On top of the issues with this (which SSH finger print do you send when someone connects? how can a user be sure their connection is not being intercepted behind the proxy?), ssh doesn't send the equivalent to the HTTP Host header, so even if you had this, there would be no way to tell which internal ip/jail the user wants to be routed to. 



			
				ondra_knezour said:
			
		

> I want to prepare jail running apache with php, python and RoR, several sql databases etc. for each user. May be done without jails, but I want data of each single user as separated from others as possible.



Running entirely separate daemons for 100+ jails seems like a lot of overkill. Database daemons are going to be particularly troublesome, you are going to either have to tune them to have very small buffers/caches so you don't run our of memory (this is wasteful of unused cache memory, for example if each db has 4mb of cache, instead of one big SQL server with 400mb of cache, if one db is not busy, and only using 2mb of its cache, and another is busy and could benefit from the additional 2mb of cache, this is lost). The same goes for the web server, like apache, if you are using mpm_prefork then you're going to have a bunch of idle apache processes sitting around not serving anything, whereas if they were all pooled, as with a regular virtual hosting environment then you make much more efficient use of the resources on your system. This doesn't seem like it will scale very well.



			
				ondra_knezour said:
			
		

> As for now, I'm considering this enough, just asking forum and myself about level of security and separation. What is my standard user expected to do using shell? Moving files, editing them on machine, mostly by midnight commander, restarting services running in his jail. As far as I understand solution provided by OpenSSH chrooted enviroment, it can by done this way securely.



If you could describe in a bit more detail what you are trying to accomplish, and why a typical shared web hosting environment is insufficient, we may be better able to assist you.


----------



## kdemidofff (May 20, 2010)

nearsourceit said:
			
		

> On top of the issues with this (which SSH finger print do you send when someone connects? how can a user be sure their connection is not being intercepted behind the proxy?), ssh doesn't send the equivalent to the HTTP Host header, so even if you had this, there would be no way to tell which internal ip/jail the user wants to be routed to.
> 
> Running entirely separate daemons for 100+ jails seems like a lot of overkill. Database ..

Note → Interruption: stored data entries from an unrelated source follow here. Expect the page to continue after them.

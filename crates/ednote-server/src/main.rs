//! ednote: ED note formatter, HTTP server and command line.

use std::sync::Arc;

use tracing::info;
use tracing_subscriber::EnvFilter;

use ednote_core::EdNoteConfig;
use ednote_server::cli::{self, FormatArgs};
use ednote_server::{routes, AppState};
use ednote_soap::SystemClock;

#[tokio::main]
async fn main() -> anyhow::Result<()> {
    // stdout is reserved for `ednote format` output
    tracing_subscriber::fmt()
        .with_env_filter(
            EnvFilter::try_from_default_env().unwrap_or_else(|_| EnvFilter::new("info")),
        )
        .with_writer(std::io::stderr)
        .init();

    let args: Vec<String> = std::env::args().collect();
    let config = EdNoteConfig::from_env()?;

    // Handle CLI subcommands
    if args.len() > 1 {
        match args[1].as_str() {
            "format" => {
                let format_args = match FormatArgs::parse(&args[2..]) {
                    Ok(a) => a,
                    Err(e) => {
                        eprintln!("{}", e);
                        std::process::exit(1);
                    }
                };
                match cli::run_format(&format_args, &config, &SystemClock) {
                    Ok(output) => {
                        print!("{}", output);
                        if !output.ends_with('\n') {
                            println!();
                        }
                        return Ok(());
                    }
                    Err(e) => {
                        eprintln!("Error: {:#}", e);
                        std::process::exit(1);
                    }
                }
            }
            "--help" | "-h" | "help" => {
                println!("ednote — ED note formatter");
                println!();
                println!("Usage: ednote [command]");
                println!();
                println!("Commands:");
                println!("  (none)                   Start the server");
                println!("  format <file|-> [opts]   Format a note and print the SOAP document");
                println!("  help                     Show this help message");
                println!();
                println!("Format options:");
                println!("  --mode sentence|header   Segmentation mode (default: sentence)");
                println!("  --abbreviations <file>   JSON object of {{term: abbreviation}}");
                println!("  --redact                 Remove person names first");
                println!("  --text                   Print plain text instead of JSON");
                return Ok(());
            }
            _ => {
                eprintln!("Unknown command: {}. Use 'ednote help' for usage.", args[1]);
                std::process::exit(1);
            }
        }
    }

    // Normal server startup
    let port = config.port;
    let state = Arc::new(AppState::new(config));
    let app = routes::build_router(state);

    let addr = format!("0.0.0.0:{}", port);
    let listener = tokio::net::TcpListener::bind(&addr).await?;
    info!("ednote server listening on {}", addr);

    axum::serve(listener, app).await?;

    Ok(())
}
//! Section → SOAP category mapping.

use std::fmt;

use serde::{Deserialize, Serialize};
use tracing::debug;

use ednote_core::{CanonicalSection, StructuredNote};

use crate::document::{SectionContent, SoapNote};
use crate::medications::MedicationBreakdown;

/// SOAP categories, in document order.
#[derive(Debug, Clone, Copy, PartialEq, Eq, Hash, PartialOrd, Ord, Serialize, Deserialize)]
pub enum SoapCategory {
    Subjective,
    Objective,
    Assessment,
    Plan,
    Other,
}

impl SoapCategory {
    pub const COUNT: usize = 5;

    pub const ALL: [SoapCategory; Self::COUNT] = [
        SoapCategory::Subjective,
        SoapCategory::Objective,
        SoapCategory::Assessment,
        SoapCategory::Plan,
        SoapCategory::Other,
    ];

    pub fn label(&self) -> &'static str {
        match self {
            SoapCategory::Subjective => "Subjective",
            SoapCategory::Objective => "Objective",
            SoapCategory::Assessment => "Assessment",
            SoapCategory::Plan => "Plan",
            SoapCategory::Other => "Other",
        }
    }

    pub fn rank(&self) -> usize {
        *self as usize
    }
}

impl fmt::Display for SoapCategory {
    fn fmt(&self, f: &mut fmt::Formatter<'_>) -> fmt::Result {
        f.write_str(self.label())
    }
}

/// Which SOAP category each canonical section belongs to.
#[derive(Debug, Clone, PartialEq, Eq)]
pub struct SoapMapping {
    categories: [SoapCategory; CanonicalSection::COUNT],
}

impl SoapMapping {
    pub fn category(&self, section: CanonicalSection) -> SoapCategory {
        self.categories[section.rank()]
    }

    /// Move `section` to another category.
    pub fn with(mut self, section: CanonicalSection, category: SoapCategory) -> Self {
        self.categories[section.rank()] = category;
        self
    }

    /// Sections mapped to `category`, in canonical order.
    pub fn sections_in(&self, category: SoapCategory) -> impl Iterator<Item = CanonicalSection> + '_ {
        CanonicalSection::ALL
            .into_iter()
            .filter(move |s| self.category(*s) == category)
    }
}

impl Default for SoapMapping {
    fn default() -> Self {
        use CanonicalSection::*;

        let mut categories = [SoapCategory::Other; CanonicalSection::COUNT];
        for section in CanonicalSection::ALL {
            categories[section.rank()] = match section {
                ChiefComplaint | Hpi | Ros => SoapCategory::Subjective,
                EdVitals | PhysicalExam | LabsImaging | Medications => SoapCategory::Objective,
                Mdm => SoapCategory::Assessment,
                PriorToAdmission => SoapCategory::Plan,
                Uncategorized => SoapCategory::Other,
            };
        }
        Self { categories }
    }
}

/// Groups a structured note's non-empty sections into SOAP categories.
#[derive(Debug, Clone)]
pub struct SoapMapper {
    mapping: SoapMapping,
    split_medications: bool,
}

impl SoapMapper {
    pub fn new(mapping: SoapMapping) -> Self {
        Self {
            mapping,
            split_medications: true,
        }
    }

    /// Keep Medications as plain text even when sub-headings are present.
    pub fn without_medication_breakdown(mut self) -> Self {
        self.split_medications = false;
        self
    }

    pub fn mapping(&self) -> &SoapMapping {
        &self.mapping
    }

    /// Empty and `[Missing Data]` sections are left out.
    pub fn map(&self, note: &StructuredNote) -> SoapNote {
        let mut soap = SoapNote::default();

        for (section, body) in note.present() {
            let body = body.trim();
            let content = match section {
                CanonicalSection::Medications if self.split_medications => {
                    match MedicationBreakdown::parse(body) {
                        Some(breakdown) => SectionContent::Medications(breakdown),
                        None => {
                            debug!("No medication sub-headings, keeping Medications as text");
                            SectionContent::Text(body.to_string())
                        }
                    }
                }
                _ => SectionContent::Text(body.to_string()),
            };
            soap.push(self.mapping.category(section), section, content);
        }

        soap
    }
}

impl Default for SoapMapper {
    fn default() -> Self {
        Self::new(SoapMapping::default())
    }
}
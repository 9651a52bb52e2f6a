//! ednote server: HTTP API and command line over the formatting pipeline.

pub mod cli;
pub mod routes;
pub mod state;

pub use state::AppState;
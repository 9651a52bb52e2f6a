//! HTTP route handlers.

pub mod notes;
pub mod status;

use std::sync::Arc;

use axum::Router;
use tower_http::cors::CorsLayer;
use tower_http::trace::TraceLayer;

use crate::state::AppState;

/// Build the main Axum router with all routes.
pub fn build_router(state: Arc<AppState>) -> Router {
    Router::new()
        .nest("/api", api_routes())
        .layer(TraceLayer::new_for_http())
        .layer(CorsLayer::permissive())
        .with_state(state)
}

fn api_routes() -> Router<Arc<AppState>> {
    Router::new()
        .merge(status::routes())
        .merge(notes::routes())
}
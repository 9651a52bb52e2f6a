//! Medication sub-list parsing.
//!
//! Best effort: the Medications body is split only when it contains one of the
//! exact sub-headings below. Entries are separated by line breaks or
//! semicolons; list bullets are stripped.

use serde::{Deserialize, Serialize};

const CONTINUOUS_INFUSIONS: &str = "Continuous Infusions:";
const SCHEDULED_MEDS: &str = "Scheduled Meds:";
const PRN_MEDS: &str = "PRN Meds:";

#[derive(Debug, Clone, Copy, PartialEq, Eq)]
enum MedList {
    Continuous,
    Scheduled,
    Prn,
}

const HEADINGS: [(MedList, &str); 3] = [
    (MedList::Continuous, CONTINUOUS_INFUSIONS),
    (MedList::Scheduled, SCHEDULED_MEDS),
    (MedList::Prn, PRN_MEDS),
];

/// Medications split by administration schedule.
#[derive(Debug, Clone, Default, PartialEq, Eq, Serialize, Deserialize)]
pub struct MedicationBreakdown {
    #[serde(rename = "Continuous Infusions")]
    pub continuous_infusions: Vec<String>,
    #[serde(rename = "Scheduled Meds")]
    pub scheduled: Vec<String>,
    #[serde(rename = "PRN Meds")]
    pub prn: Vec<String>,
    /// Text ahead of the first sub-heading.
    #[serde(rename = "Other Meds", default, skip_serializing_if = "Vec::is_empty")]
    pub other: Vec<String>,
}

impl MedicationBreakdown {
    /// Split `body` by sub-heading. `None` when no sub-heading is present.
    pub fn parse(body: &str) -> Option<Self> {
        let mut marks: Vec<(usize, usize, MedList)> = HEADINGS
            .iter()
            .flat_map(|(list, heading)| {
                body.match_indices(heading)
                    .map(move |(start, h)| (start, start + h.len(), *list))
            })
            .collect();
        if marks.is_empty() {
            return None;
        }
        marks.sort_by_key(|(start, _, _)| *start);

        let mut breakdown = Self {
            other: entries(strip_label(&body[..marks[0].0])),
            ..Self::default()
        };

        for (i, (_, block_start, list)) in marks.iter().enumerate() {
            let block_end = marks.get(i + 1).map_or(body.len(), |(next, _, _)| *next);
            let items = entries(&body[*block_start..block_end]);
            breakdown.list_mut(*list).extend(items);
        }

        Some(breakdown)
    }

    fn list_mut(&mut self, list: MedList) -> &mut Vec<String> {
        match list {
            MedList::Continuous => &mut self.continuous_infusions,
            MedList::Scheduled => &mut self.scheduled,
            MedList::Prn => &mut self.prn,
        }
    }

    /// Labeled lists in display order, including `Other Meds` when non-empty.
    pub fn lists(&self) -> Vec<(&'static str, &[String])> {
        let mut lists = vec![
            ("Continuous Infusions", self.continuous_infusions.as_slice()),
            ("Scheduled Meds", self.scheduled.as_slice()),
            ("PRN Meds", self.prn.as_slice()),
        ];
        if !self.other.is_empty() {
            lists.push(("Other Meds", self.other.as_slice()));
        }
        lists
    }

    pub fn is_empty(&self) -> bool {
        self.continuous_infusions.is_empty()
            && self.scheduled.is_empty()
            && self.prn.is_empty()
            && self.other.is_empty()
    }
}

/// Drop a leading "Medications:" label so it is not read as an entry.
fn strip_label(text: &str) -> &str {
    let trimmed = text.trim_start();
    let label = "medications:";
    match trimmed.get(..label.len()) {
        Some(prefix) if prefix.eq_ignore_ascii_case(label) => &trimmed[label.len()..],
        _ => trimmed,
    }
}

fn entries(block: &str) -> Vec<String> {
    block
        .split(['\n', ';'])
        .map(|line| {
            line.trim()
                .trim_start_matches(['-', '*', '•'])
                .trim()
        })
        .filter(|line| !line.is_empty())
        .map(str::to_string)
        .collect()
}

1. look at previous posts about jexec
2. well u missed efficiency with SLAs

  if i want private jail (lol) and make my set of services its my right.. with programs that i need and versions i need

  VPS just provide CPU / MEM /FS not very efficient shared database or efficient shared web server. 

  It up to VPS provider to provide resources. Clients don't care much about other VPS using  w/e web servers or databases... If their free resources get low they can just change provider...

  Nowadays servers with 4-16 cores can provide platform for many VPSes just think how many P4x2Hz equals with Core 2 Quad or i7 and still P4 can serve many jails (web server + database forum + scripts) alone...

  Of course there shall be policy not to run game hogs and so on because it really easy saturate CPU/RAM/FS etc.

  But with just apache and reasonable database will not be problem - u just need to set RAM/CPU/FS limit reasonable (look what others providers put on it)... they put guranteed RAM and no guaranteed CPU details sample don't think u can saturate 20GB ram with given 256-768 mb limit

also on stackoverflow


----------



## FryShadow (May 21, 2010)

just an option

create the user on your host that they can ssh, and put some code in .bash_profile to ssh again to your jails. I don't know if this is a good practice in term of security or else, but this what I do for my vps (xen) using shellinabox as the ssh tools


----------



## allanjude@ (May 21, 2010)

kdulep said:
			
		

> 1. look at previous posts about jexec
> 2. well u missed efficiency with SLAs
> 
> if i want private jail (lol) and make my set of services its my right.. with programs that i need and versions i need
> ...



Unlike a typical VPS solutions, Jails were not ment to do that, and have no way to limit the CPU, RAM and FS (except a separate partition for each FS).

With a typical VPS, you can limit how much ram the processes in each container can have access to, this is not so with Jails. There is no current implementation of a way to limit how much ram a Jail can use.

Most Virtualization software also has the limitation that the entire VPS runs as a single thread on the host, and therefore can not make sure of more than 100% of a single CPU Core. Some offer the ability to virtualize multiple cores, but the best you can do is a 1:1 mapping to physical cores. This provides at least some level of control to keep a single VPS from using 100% of all CPU cores, Jails do not have this ability. Recently a feature was introduced to allow Jail's to be bound to a specific CPUSet, which does help a bit.


----------



## kdemidofff (May 22, 2010)

my bad i missed VPS with jails xD


----------